Work to be completed - Among the entries beneath this sentence, how many lines include the word "discriminant"? Only the number is wanted.

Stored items
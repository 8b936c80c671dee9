// SPDX-FileCopyrightText: 2026 ArcheBase
//
// SPDX-License-Identifier: MulanPSL-2.0

//! # xdrcodec
//!
//! Schema-driven XDR (RFC 4506) codec with sparse decoding.
//!
//! The library works on an already-parsed XDR type graph and provides:
//! - A full codec for every type in [`encoding::xdr`](crate::encoding::xdr)
//! - Sparse types, decode-only projections built from dotted paths, in [`sparse`](crate::sparse)
//! - A type registry with a guess engine in [`encoding::registry`](crate::encoding::registry)
//! - Cross-version type deduplication in [`dedup`](crate::dedup)
//! - JSON projection and JSON Schema output
//!
//! ## Architecture
//!
//! - `core/` - Errors, values, diagnostics, hook registry
//! - `schema/` - Type graph model, loader, JSON Schema
//! - `encoding/` - XDR wire format, JSON projection, defaults, registry
//! - `sparse/` - Path trees, descriptor synthesis, sparse decoder
//! - `dedup/` - Cross-version comparison
//!
//! ## Example: Sparse decoding
//!
//! ```rust,no_run
//! # fn main() -> Result<(), Box<dyn std::error::Error>> {
//! use xdrcodec::{GeneratorConfig, XdrToolkit};
//! use xdrcodec::schema::{load_schema_file, LoadOptions};
//!
//! let loaded = load_schema_file("schema.json", LoadOptions::default())?;
//! let config = GeneratorConfig::from_toml(
//!     r#"
//!     [[sparse]]
//!     name = "TxSource"
//!     base = "Transaction"
//!     paths = ["sourceAccount"]
//!     "#,
//! )?;
//! let toolkit = XdrToolkit::from_schema(loaded, &config)?;
//! let value = toolkit.decode_sparse("TxSource", "AAAAAA...")?;
//! println!("{value}");
//! # Ok(())
//! # }
//! ```

// Core types
pub mod core;

pub use core::{CodecError, Diagnostic, DiagnosticKind, Result, XdrValue};

// Schema model and loading
pub mod schema;

// Encoding/decoding
pub mod encoding;

pub use encoding::{Limits, SkipMode, TypeRegistry, XdrCodec};

// Sparse types
pub mod sparse;

pub use sparse::{SparsePlan, SparseRequest};

// Cross-version deduplication
pub mod dedup;

pub use dedup::{deduplicate, ChangeReason, Decision, DedupResult};

// Generator configuration
pub mod config;

pub use config::GeneratorConfig;

// Facade
pub mod toolkit;

pub use toolkit::XdrToolkit;
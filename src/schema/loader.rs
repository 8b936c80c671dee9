// SPDX-FileCopyrightText: 2026 ArcheBase
//
// SPDX-License-Identifier: MulanPSL-2.0

//! Schema document loader.
//!
//! Reads the already-parsed type graph produced by the IDL front-end from a
//! JSON or TOML document and turns it into a validated [`TypeGraph`].
//!
//! Document shape:
//!
//! ```json
//! {
//!   "consts": { "MAX_SIGNERS": 20 },
//!   "types": [
//!     { "kind": "typedef", "name": "Hash", "type": { "opaque_fixed": 32 } },
//!     { "kind": "enum", "name": "MemoType",
//!       "members": [ { "name": "MEMO_NONE", "value": 0 } ] },
//!     { "kind": "struct", "name": "Signer",
//!       "fields": [ { "name": "key", "type": { "ref": "Hash" } } ] },
//!     { "kind": "union", "name": "Memo", "discriminant": { "ref": "MemoType" },
//!       "arms": [ { "cases": ["MEMO_NONE"] } ] }
//!   ]
//! }
//! ```

use std::collections::{BTreeMap, HashMap, HashSet};
use std::path::Path;

use serde::de::IgnoredAny;
use serde::Deserialize;
use tracing::warn;

use super::ast::{
    CaseLabel, EnumMember, Field, FieldType, PrimitiveType, TypeDefinition, TypeNode, UnionArm,
    UNBOUNDED,
};
use super::graph::TypeGraph;
use super::SchemaFormat;
use crate::core::{CodecError, Diagnostic, DiagnosticKind, Result};

/// Options controlling how strictly a schema is accepted.
#[derive(Debug, Clone, Copy, Default, PartialEq, Eq)]
pub struct LoadOptions {
    /// Fail on duplicate definitions instead of keeping the first one.
    pub strict: bool,
}

/// A loaded graph plus the findings reported while loading it.
#[derive(Debug, Clone)]
pub struct LoadedSchema {
    /// Validated type graph
    pub graph: TypeGraph,
    /// Recoverable findings (dropped duplicates)
    pub diagnostics: Vec<Diagnostic>,
}

/// Load a schema from a file, picking the format from its extension.
pub fn load_schema_file(path: impl AsRef<Path>, options: LoadOptions) -> Result<LoadedSchema> {
    let path = path.as_ref();
    let format = SchemaFormat::from_path(path).ok_or_else(|| {
        CodecError::invalid_schema(
            path.display().to_string(),
            "unknown schema extension, expected .json or .toml",
        )
    })?;
    let text = std::fs::read_to_string(path)?;
    load_schema_str(&text, format, options)
}

/// Load a schema from text.
pub fn load_schema_str(
    text: &str,
    format: SchemaFormat,
    options: LoadOptions,
) -> Result<LoadedSchema> {
    let raw: RawSchema = match format {
        SchemaFormat::Json => serde_json::from_str(text)
            .map_err(|e| CodecError::invalid_schema("<json>", e.to_string()))?,
        SchemaFormat::Toml => {
            toml::from_str(text).map_err(|e| CodecError::invalid_schema("<toml>", e.to_string()))?
        }
    };
    build_graph(raw, options)
}

// =============================================================================
// Raw document model
// =============================================================================

#[derive(Debug, Deserialize)]
#[serde(deny_unknown_fields)]
struct RawSchema {
    #[serde(default)]
    consts: BTreeMap<String, i64>,
    #[serde(default)]
    types: Vec<RawDefinition>,
}

#[derive(Debug, Deserialize)]
#[serde(tag = "kind", rename_all = "snake_case")]
enum RawDefinition {
    Struct {
        name: String,
        #[serde(default)]
        doc: Option<String>,
        fields: Vec<RawField>,
    },
    Enum {
        name: String,
        #[serde(default)]
        doc: Option<String>,
        members: Vec<RawMember>,
    },
    Union {
        name: String,
        #[serde(default)]
        doc: Option<String>,
        discriminant: RawType,
        arms: Vec<RawArm>,
        #[serde(default)]
        default: Option<IgnoredAny>,
    },
    Typedef {
        name: String,
        #[serde(default)]
        doc: Option<String>,
        #[serde(rename = "type")]
        underlying: RawType,
    },
}

impl RawDefinition {
    fn name(&self) -> &str {
        match self {
            RawDefinition::Struct { name, .. }
            | RawDefinition::Enum { name, .. }
            | RawDefinition::Union { name, .. }
            | RawDefinition::Typedef { name, .. } => name,
        }
    }
}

Solution for this problem - 2